● TASK TO CARRY OUT:
Extract each line of the records below that contains the word "started".

*** WORKING DATA ***

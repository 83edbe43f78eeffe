use crate::cache::Cache;
use anyhow::{Context, Result};
use std::path::Path;
use std::time::Duration;
use tracing::{debug, info};

/// Retrieves the threat feed, either over HTTPS or from disk.
///
/// Downloaded snapshots are cached by URL so repeated audits against the
/// same feed don't hit the feed host every time.
pub struct FeedFetcher {
    client: reqwest::Client,
    cache: Option<Cache>,
    refresh: bool,
}

impl FeedFetcher {
    /// `timeout` bounds the whole download, from connect to the last byte.
    pub fn with_cache(cache: Option<Cache>, timeout: Duration) -> Result<Self> {
        let client = reqwest::Client::builder()
            .timeout(timeout)
            .build()
            .context("Failed to build HTTP client for the feed")?;
        Ok(Self {
            client,
            cache,
            refresh: false,
        })
    }

    /// Always download, but still store the fresh snapshot in the cache.
    pub fn refreshing(mut self, refresh: bool) -> Self {
        self.refresh = refresh;
        self
    }

    /// Downloads the feed at `url`, or returns a cached copy within its TTL.
    pub async fn fetch(&self, url: &str) -> Result<String> {
        let cache_key = format!("feed_{}", url);

        if !self.refresh {
            if let Some(text) = self.cache.as_ref().and_then(|c| c.get::<String>(&cache_key)) {
                debug!(url, "Using cached feed snapshot");
                return Ok(text);
            }
        }

        info!(url, "Downloading threat feed");
        let response = self
            .client
            .get(url)
            .header("Accept", "text/csv, text/plain")
            .send()
            .await
            .with_context(|| format!("Failed to download feed from {}", url))?
            .error_for_status()
            .with_context(|| format!("Feed host rejected request for {}", url))?;

        let text = response
            .text()
            .await
            .with_context(|| format!("Failed to read feed body from {}", url))?;

        if let Some(cache) = &self.cache {
            if let Err(e) = cache.set(&cache_key, &text) {
                debug!(error = %e, "Could not cache feed snapshot");
            }
        }

        Ok(text)
    }

    /// Reads a feed from a local file.
    pub fn read_file(path: &Path) -> Result<String> {
        std::fs::read_to_string(path)
            .with_context(|| format!("Failed to read feed file {}", path.display()))
    }
}

#[cfg(test)]
mod tests {
    use super::*;
    use tokio::net::TcpListener;

    #[tokio::test]
    async fn test_fetch_uses_cached_snapshot() {
        let dir = tempfile::tempdir().unwrap();
        let cache = Cache::with_dir(dir.path().to_path_buf(), Duration::from_secs(3600));
        let url = "https://feeds.invalid/compromised.csv";
        cache
            .set(&format!("feed_{}", url), &"pkg,type,versions\n".to_string())
            .unwrap();

        let fetcher = FeedFetcher::with_cache(Some(cache), Duration::from_secs(5)).unwrap();
        let text = fetcher.fetch(url).await.unwrap();
        assert_eq!(text, "pkg,type,versions\n");
    }

    #[tokio::test]
    async fn test_fetch_times_out_on_silent_host() {
        // Accepts the connection but never answers.
        let listener = TcpListener::bind("127.0.0.1:0").await.unwrap();
        let addr = listener.local_addr().unwrap();
        tokio::spawn(async move {
            let mut held = Vec::new();
            while let Ok((socket, _)) = listener.accept().await {
                held.push(socket);
            }
        });

        let fetcher = FeedFetcher::with_cache(None, Duration::from_millis(200)).unwrap();
        let started = std::time::Instant::now();
        let result = tokio::time::timeout(
            Duration::from_secs(10),
            fetcher.fetch(&format!("http://{}/feed.csv", addr)),
        )
        .await
        .expect("fetch should give up on its own");

        assert!(result.is_err());
        assert!(started.elapsed() < Duration::from_secs(5));
    }

    #[test]
    fn test_read_file() {
        let dir = tempfile::tempdir().unwrap();
        let path = dir.path().join("feed.csv");
        std::fs::write(&path, "a,b,c\n").unwrap();

        assert_eq!(FeedFetcher::read_file(&path).unwrap(), "a,b,c\n");
        assert!(FeedFetcher::read_file(&dir.path().join("missing.csv")).is_err());
    }
}
use crate::model::Report;
use anyhow::Result;

pub fn generate_json_string(report: &Report) -> Result<String> {
    Ok(serde_json::to_string_pretty(report)?)
}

*** End of WORKING DATA ***

● RESULT OF THE TASK:
        let started = std::time::Instant::now();
        assert!(started.elapsed() < Duration::from_secs(5));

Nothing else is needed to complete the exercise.